Scientists tracking invasive Burmese pythons in the Everglades got a surprise at a nest in the Francis S. Taylor Wildlife Management Area, where they watched vultures chow down on a clutch of python eggs. The research team describes the encounter as the first recorded case of a bird attacking a python nest, after they found punctured eggs and scattered shell fragments while the brooding female lingered nearby in shallow water. The scene has researchers wondering whether scavenger birds might quietly be helping to slow python reproduction.

UF Team Documents The Egg Raid

The observation is detailed in a University of Florida case study published in Reptiles & Amphibians, which reports that field crews documented at least 17 eggs: three displaced with only shell fragments left behind and 14 punctured and partially eaten. The authors note that the team made the discovery while tracking pythons using a radio telemetry "scout snake" program, and that remaining eggs were removed so hatchlings could not disperse into surrounding habitat.

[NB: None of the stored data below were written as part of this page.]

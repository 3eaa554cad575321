//! Resolution of logical columns against the header row of a source.

use std::collections::HashMap;

use kpi_core::settings::{ColumnField, ColumnMapping};
use tracing::debug;

use crate::error::DataFormatError;

fn normalize(header: &str) -> String {
    header.trim().to_lowercase()
}

/// Header index of every logical column found in a source.
#[derive(Debug, Clone, Default)]
pub struct ColumnIndex {
    positions: HashMap<ColumnField, usize>,
    headers: Vec<String>,
}

impl ColumnIndex {
    /// Match each field's aliases against `headers`, first alias wins.
    ///
    /// Fails with [`DataFormatError::MissingColumns`] listing every required
    /// field that matched nothing.
    pub fn resolve(headers: &[String], mapping: &ColumnMapping) -> Result<Self, DataFormatError> {
        let lookup: HashMap<String, usize> = headers
            .iter()
            .enumerate()
            .rev()
            .map(|(i, h)| (normalize(h), i))
            .collect();

        let mut positions = HashMap::new();
        let mut missing = Vec::new();
        for field in ColumnField::ALL {
            let found = mapping
                .aliases(field)
                .iter()
                .find_map(|alias| lookup.get(&normalize(alias)).copied());
            match found {
                Some(idx) => {
                    positions.insert(field, idx);
                }
                None if field.is_required() => missing.push(field.label().to_string()),
                None => {}
            }
        }

        if !missing.is_empty() {
            return Err(DataFormatError::MissingColumns(missing));
        }

        let index = Self {
            positions,
            headers: headers.to_vec(),
        };
        debug!("resolved columns: {:?}", index.detected());
        Ok(index)
    }

    pub fn position(&self, field: ColumnField) -> Option<usize> {
        self.positions.get(&field).copied()
    }

    /// Source header matched for `field`.
    pub fn header(&self, field: ColumnField) -> Option<&str> {
        self.position(field)
            .and_then(|i| self.headers.get(i))
            .map(|h| h.trim())
    }

    /// `(field label, source header)` pairs in field order.
    pub fn detected(&self) -> Vec<(String, String)> {
        ColumnField::ALL
            .iter()
            .filter_map(|&f| self.header(f).map(|h| (f.label().to_string(), h.to_string())))
            .collect()
    }

    /// Optional fields the source does not provide.
    pub fn missing_optional(&self) -> Vec<String> {
        ColumnField::ALL
            .iter()
            .filter(|f| !f.is_required() && self.position(**f).is_none())
            .map(|f| f.label().to_string())
            .collect()
    }
}
//! Raw tabular sources: delimited text and spreadsheet workbooks.
//!
//! Both kinds are read into a [`RawTable`] of loosely typed [`Cell`]s so the
//! store loader has a single normalisation path regardless of origin.

use std::io::Read;
use std::path::Path;

use calamine::{open_workbook_auto, Data, Reader};
use chrono::NaiveDate;
use tracing::debug;

use crate::error::DataFormatError;

// ── Cell / RawTable ───────────────────────────────────────────────────────────

/// One loosely typed cell as delivered by the source.
#[derive(Debug, Clone, PartialEq)]
pub enum Cell {
    Empty,
    Text(String),
    Number(f64),
    Date(NaiveDate),
}

impl Cell {
    /// Render the cell as text. Integral numbers print without a fraction so
    /// a numeric id cell `42.0` reads back as `"42"`.
    pub fn to_text(&self) -> String {
        match self {
            Cell::Empty => String::new(),
            Cell::Text(s) => s.clone(),
            Cell::Number(v) if v.fract() == 0.0 && v.abs() < 1e15 => format!("{}", *v as i64),
            Cell::Number(v) => v.to_string(),
            Cell::Date(d) => d.format("%Y-%m-%d").to_string(),
        }
    }

    fn is_blank(&self) -> bool {
        match self {
            Cell::Empty => true,
            Cell::Text(s) => s.trim().is_empty(),
            _ => false,
        }
    }
}

/// One data row and the 1-based source line it was read from.
#[derive(Debug, Clone, PartialEq)]
pub struct RawRow {
    pub line: usize,
    pub cells: Vec<Cell>,
}

/// A header row plus the non-blank data rows.
#[derive(Debug, Clone, Default)]
pub struct RawTable {
    pub headers: Vec<String>,
    pub rows: Vec<RawRow>,
}

// ── Source kind ───────────────────────────────────────────────────────────────

/// How a source file is decoded, chosen from its extension.
#[derive(Debug, Clone, Copy, PartialEq, Eq)]
pub enum SourceKind {
    Csv,
    Workbook,
}

impl SourceKind {
    pub fn from_path(path: &Path) -> Result<Self, DataFormatError> {
        let ext = path
            .extension()
            .and_then(|e| e.to_str())
            .map(|e| e.to_ascii_lowercase())
            .unwrap_or_default();
        match ext.as_str() {
            "csv" | "txt" | "tsv" => Ok(SourceKind::Csv),
            "xlsx" | "xlsm" | "xlsb" | "xls" | "ods" => Ok(SourceKind::Workbook),
            _ => Err(DataFormatError::UnsupportedSource(path.to_path_buf())),
        }
    }
}

/// Read `path` into a [`RawTable`]. `sheet` only applies to workbooks.
pub fn read_table(path: &Path, sheet: Option<&str>) -> Result<RawTable, DataFormatError> {
    let kind = SourceKind::from_path(path)?;
    let file_read = |source| DataFormatError::FileRead {
        path: path.to_path_buf(),
        source,
    };
    match kind {
        SourceKind::Csv => {
            let file = std::fs::File::open(path).map_err(file_read)?;
            read_csv(std::io::BufReader::new(file))
        }
        SourceKind::Workbook => {
            std::fs::metadata(path).map_err(file_read)?;
            read_workbook(path, sheet)
        }
    }
}

// ── Delimited text ────────────────────────────────────────────────────────────

/// Pick `;`, tab or `,` from whichever is most frequent on the header line.
fn detect_delimiter(header_line: &str) -> u8 {
    let candidates = [b';', b'\t', b','];
    candidates
        .into_iter()
        .max_by_key(|&d| (header_line.matches(d as char).count(), d == b','))
        .filter(|&d| header_line.contains(d as char))
        .unwrap_or(b',')
}

/// UTF-8 when valid, otherwise Latin-1, which covers the accented letters of
/// Windows-1252 exports.
fn decode(bytes: Vec<u8>) -> String {
    match String::from_utf8(bytes) {
        Ok(text) => text,
        Err(e) => {
            debug!(
                "source is not UTF-8 (invalid byte at {}); decoding as Latin-1",
                e.utf8_error().valid_up_to()
            );
            e.into_bytes().into_iter().map(char::from).collect()
        }
    }
}

/// Read a delimited-text table from any reader.
pub fn read_csv<R: Read>(mut reader: R) -> Result<RawTable, DataFormatError> {
    let mut bytes = Vec::new();
    reader.read_to_end(&mut bytes).map_err(csv::Error::from)?;
    let content = decode(bytes);
    let content = content.trim_start_matches('\u{feff}');

    let header_line = content.lines().next().unwrap_or_default();
    let delimiter = detect_delimiter(header_line);
    debug!("csv delimiter detected: {:?}", delimiter as char);

    let mut rdr = csv::ReaderBuilder::new()
        .delimiter(delimiter)
        .has_headers(true)
        .flexible(true)
        .trim(csv::Trim::Headers)
        .from_reader(content.as_bytes());

    let headers: Vec<String> = rdr.headers()?.iter().map(|h| h.to_string()).collect();
    if headers.iter().all(|h| h.trim().is_empty()) {
        return Err(DataFormatError::EmptySource);
    }

    let mut rows = Vec::new();
    for (i, record) in rdr.records().enumerate() {
        let record = record?;
        let line = record
            .position()
            .map(|p| record_line(content, p))
            .unwrap_or(i + 2);
        let cells: Vec<Cell> = record
            .iter()
            .map(|field| {
                if field.trim().is_empty() {
                    Cell::Empty
                } else {
                    Cell::Text(field.to_string())
                }
            })
            .collect();
        rows.push(RawRow { line, cells });
    }

    Ok(finish(headers, rows))
}

/// Source line a record starts on. The reader stamps the position before
/// skipping empty lines, so step over those first.
fn record_line(content: &str, position: &csv::Position) -> usize {
    let skipped = content
        .as_bytes()
        .get(position.byte() as usize..)
        .unwrap_or_default()
        .iter()
        .take_while(|&&b| b == b'\n' || b == b'\r')
        .filter(|&&b| b == b'\n')
        .count();
    position.line() as usize + skipped
}

// ── Workbooks ─────────────────────────────────────────────────────────────────

/// Read one worksheet of a workbook; the first sheet when `sheet` is `None`.
pub fn read_workbook(path: &Path, sheet: Option<&str>) -> Result<RawTable, DataFormatError> {
    let mut workbook = open_workbook_auto(path)?;
    let sheet_names = workbook.sheet_names();

    let name = match sheet {
        Some(wanted) => sheet_names
            .iter()
            .find(|n| n.as_str() == wanted)
            .cloned()
            .ok_or_else(|| DataFormatError::WorksheetNotFound(wanted.to_string()))?,
        None => sheet_names
            .first()
            .cloned()
            .ok_or_else(|| DataFormatError::WorksheetNotFound(path.display().to_string()))?,
    };
    debug!("reading worksheet '{}' from {}", name, path.display());

    let range = workbook.worksheet_range(&name)?;
    let mut row_iter = range.rows();

    let headers: Vec<String> = match row_iter.next() {
        Some(header_row) => header_row
            .iter()
            .map(|c| convert_cell(c).to_text().trim().to_string())
            .collect(),
        None => return Err(DataFormatError::EmptySource),
    };

    // Header on the first used row; data starts one line below.
    let first_line = range.start().map(|(row, _)| row as usize + 2).unwrap_or(2);
    let rows = row_iter
        .enumerate()
        .map(|(i, r)| RawRow {
            line: first_line + i,
            cells: r.iter().map(convert_cell).collect(),
        })
        .collect();

    Ok(finish(headers, rows))
}

fn convert_cell(cell: &Data) -> Cell {
    match cell {
        Data::Empty => Cell::Empty,
        Data::String(s) => Cell::Text(s.clone()),
        Data::Float(f) => Cell::Number(*f),
        Data::Int(i) => Cell::Number(*i as f64),
        Data::Bool(b) => Cell::Text(b.to_string()),
        Data::DateTime(dt) => match dt.as_datetime() {
            Some(naive) => Cell::Date(naive.date()),
            None => Cell::Number(dt.as_f64()),
        },
        Data::DateTimeIso(s) | Data::DurationIso(s) => Cell::Text(s.clone()),
        Data::Error(e) => Cell::Text(e.to_string()),
    }
}

/// Drop rows where every cell is blank.
fn finish(headers: Vec<String>, rows: Vec<RawRow>) -> RawTable {
    let rows = rows
        .into_iter()
        .filter(|row| !row.cells.iter().all(Cell::is_blank))
        .collect();
    RawTable { headers, rows }
}

#[cfg(test)]
mod tests {
    use super::*;
    use std::path::PathBuf;

    #[test]
    fn test_source_kind_from_extension() {
        assert_eq!(SourceKind::from_path(Path::new("a.CSV")).unwrap(), SourceKind::Csv);
        assert_eq!(
            SourceKind::from_path(Path::new("data_kpi.xlsx")).unwrap(),
            SourceKind::Workbook
        );
        assert!(matches!(
            SourceKind::from_path(Path::new("a.parquet")),
            Err(DataFormatError::UnsupportedSource(_))
        ));
    }

    #[test]
    fn test_detect_delimiter() {
        assert_eq!(detect_delimiter("a;b;c"), b';');
        assert_eq!(detect_delimiter("a,b,c"), b',');
        assert_eq!(detect_delimiter("a\tb\tc"), b'\t');
        assert_eq!(detect_delimiter("single"), b',');
    }

    #[test]
    fn test_read_csv_semicolon_with_decimal_commas() {
        let input = "ID;Montant\n1;12,50\n2;\n";
        let table = read_csv(input.as_bytes()).unwrap();
        assert_eq!(table.headers, vec!["ID", "Montant"]);
        assert_eq!(table.rows.len(), 2);
        assert_eq!(table.rows[0].cells[1], Cell::Text("12,50".to_string()));
        assert_eq!(table.rows[1].cells[1], Cell::Empty);
    }

    #[test]
    fn test_read_csv_skips_blank_rows_and_bom() {
        let input = "\u{feff}a,b\n1,2\n,\n3,4\n";
        let table = read_csv(input.as_bytes()).unwrap();
        assert_eq!(table.headers, vec!["a", "b"]);
        assert_eq!(table.rows.len(), 2);
    }

    #[test]
    fn test_read_csv_empty_input() {
        assert!(matches!(
            read_csv("".as_bytes()),
            Err(DataFormatError::EmptySource)
        ));
    }

    #[test]
    fn test_read_table_missing_file() {
        let err = read_table(&PathBuf::from("/tmp/kpi-missing-source.csv"), None).unwrap_err();
        assert!(matches!(err, DataFormatError::FileRead { .. }));
    }

    #[test]
    fn test_cell_to_text() {
        assert_eq!(Cell::Number(42.0).to_text(), "42");
        assert_eq!(Cell::Number(4.5).to_text(), "4.5");
        assert_eq!(
            Cell::Date(NaiveDate::from_ymd_opt(2024, 1, 2).unwrap()).to_text(),
            "2024-01-02"
        );
    }

    #[test]
    fn test_read_csv_keeps_source_lines_across_blank_rows() {
        let input = "a,b\n1,2\n,\n\n3,4\n";
        let table = read_csv(input.as_bytes()).unwrap();
        let lines: Vec<usize> = table.rows.iter().map(|r| r.line).collect();
        assert_eq!(lines, vec![2, 5]);
    }

    #[test]
    fn test_read_csv_decodes_latin1() {
        let input = b"Cat\xe9gorie;Mode\nBoissons;Esp\xe8ces\n";
        let table = read_csv(&input[..]).unwrap();
        assert_eq!(table.headers, vec!["Catégorie", "Mode"]);
        assert_eq!(table.rows[0].cells[1], Cell::Text("Espèces".to_string()));
    }

    // ── workbooks ─────────────────────────────────────────────────────────────

    fn write_workbook(dir: &Path) -> PathBuf {
        use rust_xlsxwriter::{ExcelDateTime, Format, Workbook};

        let path = dir.join("data_kpi.xlsx");
        let date_format = Format::new().set_num_format("yyyy-mm-dd");
        let mut wb = Workbook::new();

        let notes = wb.add_worksheet();
        notes.set_name("Notes").unwrap();
        notes.write(0, 0, "Commentaire").unwrap();

        let ventes = wb.add_worksheet();
        ventes.set_name("Ventes").unwrap();
        for (col, header) in ["ID_Transaction", "Date_Transaction", "Montant", "ID_Client"]
            .into_iter()
            .enumerate()
        {
            ventes.write(0, col as u16, header).unwrap();
        }
        ventes.write(1, 0, "T1").unwrap();
        let date = ExcelDateTime::from_ymd(2024, 3, 15).unwrap();
        ventes.write_datetime_with_format(1, 1, &date, &date_format).unwrap();
        ventes.write(1, 2, 12.5).unwrap();
        ventes.write(1, 3, 7).unwrap();
        // Row 3 left empty.
        ventes.write(3, 0, "T2").unwrap();
        ventes.write(3, 1, "16/03/2024").unwrap();

        wb.save(&path).unwrap();
        path
    }

    #[test]
    fn test_read_workbook_named_sheet_typed_cells() {
        let tmp = tempfile::TempDir::new().unwrap();
        let path = write_workbook(tmp.path());

        let table = read_table(&path, Some("Ventes")).unwrap();
        assert_eq!(
            table.headers,
            vec!["ID_Transaction", "Date_Transaction", "Montant", "ID_Client"]
        );
        assert_eq!(table.rows.len(), 2);

        let first = &table.rows[0];
        assert_eq!(first.line, 2);
        assert_eq!(first.cells[0], Cell::Text("T1".to_string()));
        assert_eq!(
            first.cells[1],
            Cell::Date(NaiveDate::from_ymd_opt(2024, 3, 15).unwrap())
        );
        assert_eq!(first.cells[2], Cell::Number(12.5));
        assert_eq!(first.cells[3], Cell::Number(7.0));

        assert_eq!(table.rows[1].line, 4);
        assert_eq!(table.rows[1].cells[1], Cell::Text("16/03/2024".to_string()));
    }

    #[test]
    fn test_read_workbook_defaults_to_first_sheet() {
        let tmp = tempfile::TempDir::new().unwrap();
        let path = write_workbook(tmp.path());

        let table = read_table(&path, None).unwrap();
        assert_eq!(table.headers, vec!["Commentaire"]);
        assert!(table.rows.is_empty());
    }

    #[test]
    fn test_read_workbook_missing_sheet() {
        let tmp = tempfile::TempDir::new().unwrap();
        let path = write_workbook(tmp.path());

        let err = read_table(&path, Some("Absent")).unwrap_err();
        assert!(matches!(err, DataFormatError::WorksheetNotFound(name) if name == "Absent"));
    }

    #[test]
    fn test_convert_cell_numbers() {
        assert_eq!(convert_cell(&Data::Int(3)), Cell::Number(3.0));
        assert_eq!(convert_cell(&Data::Float(2.5)), Cell::Number(2.5));
        assert_eq!(convert_cell(&Data::Bool(true)), Cell::Text("true".to_string()));
        assert_eq!(convert_cell(&Data::Empty), Cell::Empty);
    }
}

Researchers Say Monitoring Remains The Main Weapon

UF scientists say they are continuing to monitor python nests to better understand reproduction and to pull eggs out of circulation before hatchlings emerge, a strategy Melissa Miller outlined to the Miami Herald. Miller told reporters that moments like the vulture raid add to growing evidence that native wildlife is eating invasive pythons at several life stages, not just once the snakes reach adulthood.

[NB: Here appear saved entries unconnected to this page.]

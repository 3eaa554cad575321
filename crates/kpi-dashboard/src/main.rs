mod bootstrap;
mod report;

use std::sync::Arc;

use anyhow::{Context, Result};
use kpi_core::models::FilterSpec;
use kpi_core::settings::Settings;
use kpi_data::{compute_kpis, KpiBundle, TransactionStore};
use kpi_runtime::DashboardOrchestrator;
use tokio::io::{AsyncBufReadExt, BufReader};
use tokio::sync::mpsc::{self, error::TrySendError};

#[tokio::main]
async fn main() -> Result<()> {
    let settings = Settings::load();

    bootstrap::setup_logging(&settings.log_level, settings.log_file.as_deref())?;

    tracing::info!("KPI dashboard v{} starting", env!("CARGO_PKG_VERSION"));
    tracing::info!(
        "Source: {}, format: {}, interactive: {}",
        settings.source.display(),
        settings.format,
        settings.interactive
    );

    let mapping = settings
        .column_mapping()
        .context("invalid column mapping")?;
    let store = TransactionStore::load(
        &settings.source,
        settings.sheet.as_deref(),
        &mapping,
        settings.decimal_separator,
    )
    .with_context(|| format!("failed to load {}", settings.source.display()))?;

    let options = store.filter_options();
    tracing::debug!(
        "filter options: {} stores, {} categories, {} payment modes, {:?} → {:?}",
        options.stores.len(),
        options.categories.len(),
        options.payment_modes.len(),
        options.first_date,
        options.last_date
    );

    let filter = settings.filter_spec();

    if settings.interactive {
        run_interactive(Arc::new(store), filter, &settings.format).await
    } else {
        let bundle = compute_kpis(&store, &filter);
        emit(&bundle, &settings.format, true)
    }
}

/// Write one bundle to stdout. Interactive mode passes `pretty = false` so
/// every JSON bundle stays on a single line.
fn emit(bundle: &KpiBundle, format: &str, pretty: bool) -> Result<()> {
    match format {
        "text" => print!("{}", report::render_text(bundle)),
        _ if pretty => println!("{}", serde_json::to_string_pretty(bundle)?),
        _ => println!("{}", serde_json::to_string(bundle)?),
    }
    Ok(())
}

/// `None` for blank lines, otherwise the parsed filter.
fn parse_filter_line(line: &str) -> Option<serde_json::Result<FilterSpec>> {
    let trimmed = line.trim();
    if trimmed.is_empty() {
        return None;
    }
    Some(serde_json::from_str(trimmed))
}

/// Queue a filter without waiting, so the loop keeps draining updates. A
/// full queue drops the event; the orchestrator only answers the newest one.
fn forward(tx: &mpsc::Sender<FilterSpec>, filter: FilterSpec) -> bool {
    match tx.try_send(filter) {
        Ok(()) => true,
        Err(TrySendError::Full(_)) => {
            tracing::debug!("filter queue full; dropping event");
            false
        }
        Err(TrySendError::Closed(_)) => {
            tracing::warn!("dashboard loop has stopped; ignoring filter event");
            false
        }
    }
}

/// Answer the initial filter, then one bundle per JSON filter line read from
/// stdin until EOF or Ctrl+C.
async fn run_interactive(store: Arc<TransactionStore>, initial: FilterSpec, format: &str) -> Result<()> {
    tracing::info!("Interactive mode: reading filter events from stdin");

    let (tx, mut rx, handle) = DashboardOrchestrator::new(store).start();
    tx.send(initial).await?;

    let mut events = Some(tx);
    let mut lines = BufReader::new(tokio::io::stdin()).lines();

    loop {
        tokio::select! {
            line = lines.next_line(), if events.is_some() => {
                match line.context("failed to read stdin")? {
                    Some(line) => match parse_filter_line(&line) {
                        Some(Ok(filter)) => {
                            if let Some(tx) = &events {
                                forward(tx, filter);
                            }
                        }
                        Some(Err(e)) => tracing::warn!("ignoring malformed filter event: {}", e),
                        None => {}
                    },
                    // EOF: let the loop drain and close.
                    None => events = None,
                }
            }
            update = rx.recv() => match update {
                Some(update) => emit(&update.bundle, format, false)?,
                None => break,
            },
            _ = tokio::signal::ctrl_c() => {
                tracing::info!("Ctrl+C received; shutting down dashboard loop");
                handle.abort();
                return Ok(());
            }
        }
    }

    handle.join().await;
    Ok(())
}

#[cfg(test)]
mod tests {
    use super::*;
    use kpi_core::models::Selector;

    #[test]
    fn test_parse_filter_line() {
        assert!(parse_filter_line("   ").is_none());

        let spec = parse_filter_line(r#"{"category": "Epicerie", "start": "2024-01-01"}"#)
            .unwrap()
            .unwrap();
        assert_eq!(spec.category, Selector::Only("Epicerie".to_string()));
        assert!(spec.store.is_all());

        assert!(parse_filter_line("{not json").unwrap().is_err());
    }

    #[test]
    fn test_forward_drops_event_when_queue_full() {
        let (tx, mut rx) = mpsc::channel(1);
        assert!(forward(&tx, FilterSpec::all()));
        assert!(!forward(&tx, FilterSpec::all().with_store("Lyon")));
        assert_eq!(rx.try_recv().unwrap(), FilterSpec::all());
        assert!(rx.try_recv().is_err());

        drop(rx);
        assert!(!forward(&tx, FilterSpec::all()));
    }
}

Vultures Join Growing List Of Python Predators

Native predators have already been linked to python deaths: a USGS study documented cottonmouths and American alligators feeding on juvenile pythons, and earlier research captured a bobcat removing and devouring python eggs on camera in a 2022 Ecology and Evolution paper. Together, those findings suggest pythons are increasingly folded into local food webs, even if scientists caution that these predator encounters by themselves will not wipe out the invasive population.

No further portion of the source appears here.